I do think the "New" page is a significant part of the problem, but I'm not sure I would focus primarily on how to reward users for browsing /newest. I think I would lean towards trying to figure out how to improve its mix of content first. The often-low-quality content is why many people (including myself) have dropped off from reading it as much, so the two are closely related. The content needs to get to the level where someone reading /newest can rationally believe that giving each link a fair shake, by clicking and actually reading it (not spending 10 seconds skimming it), is worth their time. If people did that, more quality content would be unearthed, as opposed to just stuff that's appealing from the title and a 10-second skim.
One part is just spam-filtering, which is a never-ending arms race. But it seems low-quality even past that. Something to lower the total volume of the firehose might help; some people who don't even really participate in the community submit 5+ articles daily, or more. And there is a lot of reblogged content as well.
Could you incentivize people that upvote new items that ultimately cross some threshhold (front page/votes) such that their upvotes translate into some kind of karma or reward points of some sort? The earlier you are as an upvoter the bigger the reward? Of course that may just incentivize people upvoting everything in sight :) Perhaps historical upvoting patterns on the New Page could be incorporated to penalize that kind of behavior. Just throwing it out there. I do agree, I occasionally browse the new page but there is just so much cruft there that looking for the gems is time consuming so I generally just (lazily) wait for them to hit the front page.

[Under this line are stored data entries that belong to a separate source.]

use reqwest::Client;

use crate::{
    config,
    error::ApiError,
    types::{GetUserPlaylistsResponse, Playlist, Profile},
};

/// Retrieves the authenticated user's profile.
///
/// Uses Spotify's `/me` endpoint with bearer authentication. The profile id
/// is needed later as the owner of the generated playlist.
pub async fn get_profile(token: &str) -> Result<Profile, ApiError> {
    let api_url = format!("{uri}/me", uri = &config::spotify_apiurl());

    let client = Client::new();
    let response = client.get(&api_url).bearer_auth(token).send().await?;
    let profile = ApiError::check(response)?.json::<Profile>().await?;

    Ok(profile)
}

/// Retrieves the authenticated user's playlists.
///
/// First page only (limit 50); pagination is out of scope. Length-based
/// eligibility filtering is applied by the caller, not here.
pub async fn get_playlists(token: &str) -> Result<Vec<Playlist>, ApiError> {
    let api_url = format!("{uri}/me/playlists?limit=50", uri = &config::spotify_apiurl());

    let client = Client::new();
    let response = client.get(&api_url).bearer_auth(token).send().await?;
    let json = ApiError::check(response)?
        .json::<GetUserPlaylistsResponse>()
        .await?;

    Ok(json.items)
}
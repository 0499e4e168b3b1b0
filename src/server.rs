use axum::{Extension, Router, routing::get};
use std::{net::SocketAddr, str::FromStr, sync::Arc};
use tokio::sync::Mutex;

use crate::{api, config, error, types::PkceSession};

pub async fn start_api_server(state: Arc<Mutex<Option<PkceSession>>>) {
    let app = Router::new()
        .route("/health", get(api::health))
        .route("/callback", get(api::callback).layer(Extension(state)));

    let addr = match SocketAddr::from_str(&config::server_addr()) {
        Ok(addr) => addr,
        Err(e) => error!("Failed to parse server address: {}", e),
    };

    let listener = tokio::net::TcpListener::bind(&addr).await.unwrap();
    axum::serve(listener, app).await.unwrap();
}
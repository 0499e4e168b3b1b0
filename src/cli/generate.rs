use std::{collections::HashMap, time::Duration};

use indicatif::{ProgressBar, ProgressStyle};
use tabled::Table;

use crate::{
    config::FilterBounds,
    error, filter, info,
    management::TokenManager,
    spotify, success,
    types::{DroppedTrackRow, Playlist, Track},
    warning,
};

/// Tracks-per-request limit of the add-tracks endpoint.
const ADD_TRACKS_CHUNK: usize = 100;

/// Runs the full filter pipeline for one playlist.
///
/// Resolves the playlist among the eligible set, fetches its tracks and
/// their audio features, partitions the tracks by danceability, creates
/// `"<name> - Filtered"` under the authenticated user and fills it with the
/// kept tracks. The dropped tracks are reported as a table either way; a
/// failed playlist write does not suppress that report.
pub async fn generate(selector: String, min: Option<f64>, max: Option<f64>) {
    let mut bounds = FilterBounds::from_env();
    if let Some(min) = min {
        bounds.min_danceability = min;
    }
    if let Some(max) = max {
        bounds.max_danceability = max;
    }
    if let Err(e) = bounds.validate_danceability() {
        error!("Invalid danceability range: {}", e);
    }

    let mut token_mgr = match TokenManager::load().await {
        Ok(manager) => manager,
        Err(e) => {
            error!(
                "Failed to load token. Please run dancify auth\n Error: {}",
                e
            );
        }
    };
    let token = token_mgr.get_valid_token().await;

    let (profile, playlists) = match super::playlists::fetch_profile_and_playlists(&token).await {
        Ok(result) => result,
        Err(e) => {
            error!("Failed to fetch profile and playlists: {}", e);
        }
    };

    let eligible = filter::eligible_playlists(playlists, &bounds);
    let playlist = match resolve_playlist(&eligible, &selector) {
        Some(playlist) => playlist.clone(),
        None => {
            error!(
                "No eligible playlist matches '{}'. Run dancify playlists to list candidates.",
                selector
            );
        }
    };

    info!(
        "Filtering '{}' to danceability {} - {}",
        playlist.name, bounds.min_danceability, bounds.max_danceability
    );

    let tracks = match spotify::tracks::get_playlist_tracks(&playlist.id, &token).await {
        Ok(tracks) => tracks,
        Err(e) => {
            error!("Failed to fetch playlist tracks: {}", e);
        }
    };

    let pb = ProgressBar::new_spinner();
    pb.set_message("Fetching audio features...");
    pb.enable_steady_tick(Duration::from_millis(100));
    pb.set_style(
        ProgressStyle::with_template("{spinner:.blue} {msg}")
            .unwrap()
            .tick_chars("⠋⠙⠹⠸⠼⠴⠦⠧⠇⠏"),
    );

    let track_ids: Vec<String> = tracks.iter().map(|t| t.id.clone()).collect();
    let features = match spotify::tracks::get_audio_features(&track_ids, &token).await {
        Ok(features) => {
            pb.finish_and_clear();
            features
        }
        Err(e) => {
            pb.finish_and_clear();
            error!("Failed to fetch audio features: {}", e);
        }
    };

    if features.len() < tracks.len() {
        warning!(
            "Audio features missing for {} of {} tracks; those tracks will be dropped.",
            tracks.len() - features.len(),
            tracks.len()
        );
    }

    // id -> danceability over all features, for the dropped-tracks report
    let danceability: HashMap<String, f64> = features
        .iter()
        .map(|f| (f.id.clone(), f.danceability))
        .collect();

    let kept_features = filter::features_in_range(features, &bounds);
    let partition = match filter::partition_tracks(&tracks, &kept_features) {
        Ok(partition) => partition,
        Err(e) => {
            error!("Track/feature mismatch: {}", e);
        }
    };

    info!(
        "Keeping {} of {} tracks",
        partition.kept.len(),
        tracks.len()
    );

    if partition.kept.is_empty() {
        warning!("No tracks fall inside the danceability range; nothing to generate.");
        report_dropped(&partition.dropped, &danceability);
        return;
    }

    let new_name = format!("{} - Filtered", playlist.name);
    match spotify::playlist::create(&profile.id, new_name, &token).await {
        Ok(created) => {
            let uris: Vec<String> = partition.kept.iter().map(|t| t.uri.clone()).collect();
            let mut add_failed = false;
            for chunk in uris.chunks(ADD_TRACKS_CHUNK) {
                if let Err(e) =
                    spotify::playlist::add_tracks(&created.id, chunk.to_vec(), &token).await
                {
                    warning!("Failed to add tracks to the new playlist: {}", e);
                    add_failed = true;
                    break;
                }
            }

            if !add_failed {
                success!(
                    "New filtered playlist created: https://open.spotify.com/playlist/{}",
                    created.id
                );
            }
        }
        Err(e) => {
            warning!("Failed to create new playlist: {}", e);
        }
    }

    report_dropped(&partition.dropped, &danceability);
}

/// Resolves the selector against the eligible playlists, by id first, then
/// by case-insensitive name.
fn resolve_playlist<'a>(playlists: &'a [Playlist], selector: &str) -> Option<&'a Playlist> {
    playlists
        .iter()
        .find(|p| p.id == selector)
        .or_else(|| {
            playlists
                .iter()
                .find(|p| p.name.to_lowercase() == selector.to_lowercase())
        })
}

fn report_dropped(dropped: &[Track], danceability: &HashMap<String, f64>) {
    if dropped.is_empty() {
        success!("No tracks were dropped.");
        return;
    }

    info!("Dropped {} tracks:", dropped.len());
    let table_rows: Vec<DroppedTrackRow> = dropped
        .iter()
        .map(|t| DroppedTrackRow {
            name: t.name.clone(),
            album: t.album.name.clone(),
            danceability: danceability
                .get(&t.id)
                .map(|d| format!("{:.2}", d))
                .unwrap_or_else(|| "-".to_string()),
        })
        .collect();

    let table = Table::new(table_rows);
    println!("{}", table);
}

Edit: Once again bitten by reading HN comments before the article as he proposes something along these lines in the post, doh! :)
One part is just spam-filtering, which is a never-ending arms race. But it seems low-quality even past that. Something to lower the total volume of the firehose might help; some people who don't even really participate in the community submit 5+ articles daily, or more. And there is a lot of reblogged content as well.